On those ubiquitous rankings of district MCAS scores, Brookline does just fine. We don't have to worry that huge numbers of town students will fail, because Brookline disproportionately has the main thing kids need to succeed--parents with money. So most Brookline kids would pass the test even if their teachers and their schools were just average.

Yet, as noted last year in the Boston Globe, Brookline kids do even better than high socioeconomic status would predict. That's exactly why so many of us with young children live in a town we really can't afford. Our teachers are better than average, and our students do better than expected. They not only score well on poorly designed standardized tests, they actually learn how to think critically about subjects in depth.

MCAS just mucks up the works.

At a fall PTO meeting at my daughter's school, no one endorsed MCAS. The best that was said for it was that the test might help identify some sporadic weaknesses. The downside far outweighed any possible benefit. Teachers explained how attempting to improve test scores would require significant changes in course content. Both teachers and parents opposed dumbing down a curriculum that has served us so well simply to improve scores on a test whose flaws have been amply described in this newspaper and elsewhere (see

At that meeting I said I was pleased Brookline's MCAS scores had not shot up from 1998 to 1999. If they had, I would have wondered what was sacrificed to make room for test prepping. My comment paralleled one made at last week's panel discussion by Alfie Kohn, who warned the audience to be suspicious of any MCAS gains. Such increases, he argued, were possible only by reducing a school's focus on critical thinking and in-depth learning.

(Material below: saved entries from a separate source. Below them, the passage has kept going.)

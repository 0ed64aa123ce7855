//! Pipeline – ties asset fetching, normalisation and compositing together
//! behind a run-once [`Compositor`].
//!
//! A run walks `Idle -> TemplateLoaded -> FontsEmbedded -> TextDrawn ->
//! ImagesDrawn -> Serialized -> Done`. Template and font problems end the
//! run in `Failed`; image problems only skip the image.

use std::fmt;
use std::fs;
use std::io;
use std::path::{Path, PathBuf};
use std::sync::atomic::{AtomicU8, Ordering};
use std::sync::Mutex;

use crate::assets::{AssetPaths, AssetSource, FetchedAsset};
use crate::error::RenderError;
use crate::fonts::{FontPrograms, FontSet};
use crate::layout_config::{CertificateLayout, ImageSource};
use crate::normalize::{normalize, EmbeddableImage};
use crate::record::CertificateRecord;
use crate::render::{plan_text, CertificateCanvas, RenderReport};
use crate::store::RecordStore;

/// Where a compositor run currently is.
#[derive(Debug, Clone, PartialEq, Eq, Default)]
pub enum Stage {
    #[default]
    Idle,
    TemplateLoaded,
    FontsEmbedded,
    TextDrawn,
    ImagesDrawn,
    Serialized,
    Done,
    Failed(String),
}

impl fmt::Display for Stage {
    fn fmt(&self, f: &mut fmt::Formatter<'_>) -> fmt::Result {
        match self {
            Stage::Failed(reason) => write!(f, "Failed({reason})"),
            other => write!(f, "{other:?}"),
        }
    }
}

/// Lifecycle of a compositor instance.
#[derive(Debug, Clone, Copy, PartialEq, Eq)]
#[repr(u8)]
pub enum RunState {
    NotStarted = 0,
    Running = 1,
    Done = 2,
}

impl RunState {
    fn from_u8(v: u8) -> Self {
        match v {
            0 => RunState::NotStarted,
            1 => RunState::Running,
            _ => RunState::Done,
        }
    }
}

/// Result of calling [`Compositor::run`].
#[derive(Debug, Clone, Copy, PartialEq, Eq)]
pub enum RunOutcome {
    /// The run happened and the completion callback was invoked.
    Completed,
    /// The compositor had already been triggered; nothing was done.
    AlreadyTriggered,
}

/// A finished certificate.
#[derive(Debug, Clone)]
pub struct RenderOutput {
    pub bytes: Vec<u8>,
    pub file_name: String,
    pub report: RenderReport,
}

/// Renders one certificate, once.
pub struct Compositor<A: AssetSource> {
    assets: A,
    paths: AssetPaths,
    layout: CertificateLayout,
    state: AtomicU8,
    stage: Mutex<Stage>,
}

impl<A: AssetSource> Compositor<A> {
    pub fn new(assets: A, paths: AssetPaths, layout: CertificateLayout) -> Self {
        Self {
            assets,
            paths,
            layout,
            state: AtomicU8::new(RunState::NotStarted as u8),
            stage: Mutex::new(Stage::Idle),
        }
    }

    /// Compositor with the stock asset paths and layout.
    pub fn with_defaults(assets: A) -> Self {
        Self::new(assets, AssetPaths::default(), CertificateLayout::default())
    }

    pub fn run_state(&self) -> RunState {
        RunState::from_u8(self.state.load(Ordering::Acquire))
    }

    pub fn stage(&self) -> Stage {
        self.stage.lock().map(|s| s.clone()).unwrap_or_default()
    }

    /// Render `record` and hand the result to `on_complete`.
    ///
    /// Only the first call on an instance does anything; later calls (from
    /// any thread) return [`RunOutcome::AlreadyTriggered`] without invoking
    /// their callback.
    pub fn run<F>(&self, record: &CertificateRecord, on_complete: F) -> RunOutcome
    where
        F: FnOnce(&Result<RenderOutput, RenderError>),
    {
        if self
            .state
            .compare_exchange(
                RunState::NotStarted as u8,
                RunState::Running as u8,
                Ordering::AcqRel,
                Ordering::Acquire,
            )
            .is_err()
        {
            log::warn!("compositor already triggered; ignoring request for {}", record.id);
            return RunOutcome::AlreadyTriggered;
        }

        let result = self.composite(record);
        match &result {
            Ok(_) => self.enter(Stage::Done),
            Err(e) => self.enter(Stage::Failed(e.to_string())),
        }
        self.state.store(RunState::Done as u8, Ordering::Release);

        on_complete(&result);
        RunOutcome::Completed
    }

    fn enter(&self, stage: Stage) {
        log::debug!("compositor stage -> {stage}");
        if let Ok(mut current) = self.stage.lock() {
            *current = stage;
        }
    }

    fn fetch_required(&self, what: &str, location: &str) -> Result<FetchedAsset, RenderError> {
        self.assets.fetch(location).map_err(|source| RenderError::Fetch {
            what: format!("{what} ({location})"),
            source,
        })
    }

    fn composite(&self, record: &CertificateRecord) -> Result<RenderOutput, RenderError> {
        let template = self.fetch_required("template", &self.paths.template)?;
        let mut canvas = CertificateCanvas::load_template(&template.bytes)?;
        self.enter(Stage::TemplateLoaded);

        let display = self.fetch_required("display font", &self.paths.display_font)?;
        let body = self.fetch_required("body font", &self.paths.body_font)?;
        let fonts = FontSet::load(FontPrograms {
            display: display.bytes,
            body: body.bytes,
        })?;
        canvas.embed_fonts(&fonts);
        self.enter(Stage::FontsEmbedded);

        canvas.draw_text(&plan_text(record, &self.layout, &fonts), &fonts)?;
        self.enter(Stage::TextDrawn);

        for slot in &self.layout.images {
            let Some(location) = self.image_location(record, slot.source) else {
                continue;
            };
            match self.load_image(&location) {
                Ok(image) => {
                    if let Err(e) = canvas.draw_image(slot, &image, &self.layout) {
                        canvas.skip_image(slot.source, format!("{location}: {e}"));
                    }
                }
                Err(reason) => canvas.skip_image(slot.source, reason),
            }
        }
        self.enter(Stage::ImagesDrawn);

        let (bytes, report) = canvas.finish()?;
        self.enter(Stage::Serialized);

        Ok(RenderOutput {
            bytes,
            file_name: record.output_file_name(),
            report,
        })
    }

    /// Where the pixels for `source` come from, if anywhere.
    fn image_location(&self, record: &CertificateRecord, source: ImageSource) -> Option<String> {
        let url_or_fallback = |url: &Option<String>| {
            url.as_deref()
                .map(str::trim)
                .filter(|u| !u.is_empty())
                .map(str::to_string)
                .or_else(|| Some(self.paths.fallback_image.clone()))
        };
        match source {
            ImageSource::Photo => url_or_fallback(&record.photo_url),
            ImageSource::QrCode => url_or_fallback(&record.qr_code_url),
            ImageSource::AuthorityLogo => {
                let logo = record.thelogo.trim();
                (!logo.is_empty()).then(|| self.paths.logo(logo))
            }
            ImageSource::Instructions => Some(self.paths.instructions.clone()),
        }
    }

    fn load_image(&self, location: &str) -> Result<EmbeddableImage, String> {
        let asset = self
            .assets
            .fetch(location)
            .map_err(|e| e.to_string())?;
        normalize(&asset.bytes, asset.content_type.as_deref()).map_err(|e| format!("{location}: {e}"))
    }
}

/// Look up the record to render. A missing store or record is an error here,
/// not a sentinel.
pub fn fetch_for_render(
    store: Option<&dyn RecordStore>,
    id: &str,
) -> Result<CertificateRecord, RenderError> {
    let store = store.ok_or(RenderError::StoreUnavailable)?;
    store
        .get_by_id(id)
        .ok_or_else(|| RenderError::RecordNotFound(id.to_string()))
}

/// Write the finished PDF into `dir` under its file name.
pub fn deliver(output: &RenderOutput, dir: &Path) -> io::Result<PathBuf> {
    if !dir.as_os_str().is_empty() {
        fs::create_dir_all(dir)?;
    }
    let path = dir.join(&output.file_name);
    fs::write(&path, &output.bytes)?;
    log::info!("wrote {} ({} bytes)", path.display(), output.bytes.len());
    Ok(path)
}

#[cfg(test)]
mod tests {
    use super::*;
    use crate::assets::MemoryAssets;
    use crate::synth_font::synth_font;
    use crate::templates::blank_template;

    fn assets() -> MemoryAssets {
        let paths = AssetPaths::default();
        MemoryAssets::new()
            .with(paths.template, blank_template(612.0, 792.0), Some("application/pdf"))
            .with(paths.display_font, synth_font(), Some("font/ttf"))
            .with(paths.body_font, synth_font(), Some("font/ttf"))
    }

    #[test]
    fn run_reaches_done() {
        let compositor = Compositor::with_defaults(assets());
        let mut record = CertificateRecord::default();
        record.name = "Ahmed Ali".into();

        let mut output = None;
        let outcome = compositor.run(&record, |r| output = r.as_ref().ok().cloned());
        assert_eq!(outcome, RunOutcome::Completed);
        assert_eq!(compositor.stage(), Stage::Done);
        assert_eq!(compositor.run_state(), RunState::Done);
        let output = output.unwrap();
        assert_eq!(output.file_name, "Ahmed Ali.pdf");
        assert_eq!(&output.bytes[0..5], b"%PDF-");
    }

    #[test]
    fn missing_font_fails_the_run() {
        let mut assets = assets();
        assets.remove(&AssetPaths::default().body_font);
        let compositor = Compositor::with_defaults(assets);

        let mut failed = false;
        compositor.run(&CertificateRecord::default(), |r| {
            failed = matches!(r, Err(RenderError::Fetch { .. }));
        });
        assert!(failed);
        assert!(matches!(compositor.stage(), Stage::Failed(_)));
    }

    #[test]
    fn second_trigger_is_ignored() {
        let compositor = Compositor::with_defaults(assets());
        let record = CertificateRecord::default();
        let mut calls = 0;
        assert_eq!(compositor.run(&record, |_| calls += 1), RunOutcome::Completed);
        assert_eq!(compositor.run(&record, |_| calls += 1), RunOutcome::AlreadyTriggered);
        assert_eq!(calls, 1);
    }

    #[test]
    fn fetch_for_render_without_store() {
        assert!(matches!(
            fetch_for_render(None, "x"),
            Err(RenderError::StoreUnavailable)
        ));
    }
}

Predictably, MCAS hysteria is getting even worse. Now you can sign your kids up for a $600 Kaplan MCAS preparation course, or get them to read helpful Globe supplements covering the test's high points, or force them to watch MCAS tutorials on cable TV. They should have plenty of time for these activities once the schools eliminate from the curriculum everything the test ignores.

Let's stop this nonsense. MCAS is bad for kids in poorly performing schools, which mostly need more money and more creativity. And it's bad for kids in high-performing schools, which mostly need just to be left alone.

Promises from the School Committee to improve test scores are the last thing we need. Instead, let's let our teachers teach without fear of reprisal when they refuse to water down the curriculum. Let's boycott MCAS, as a town, together. And let's tell our kids why. That would offer a lesson far more important than anything they might get from cramming for the test.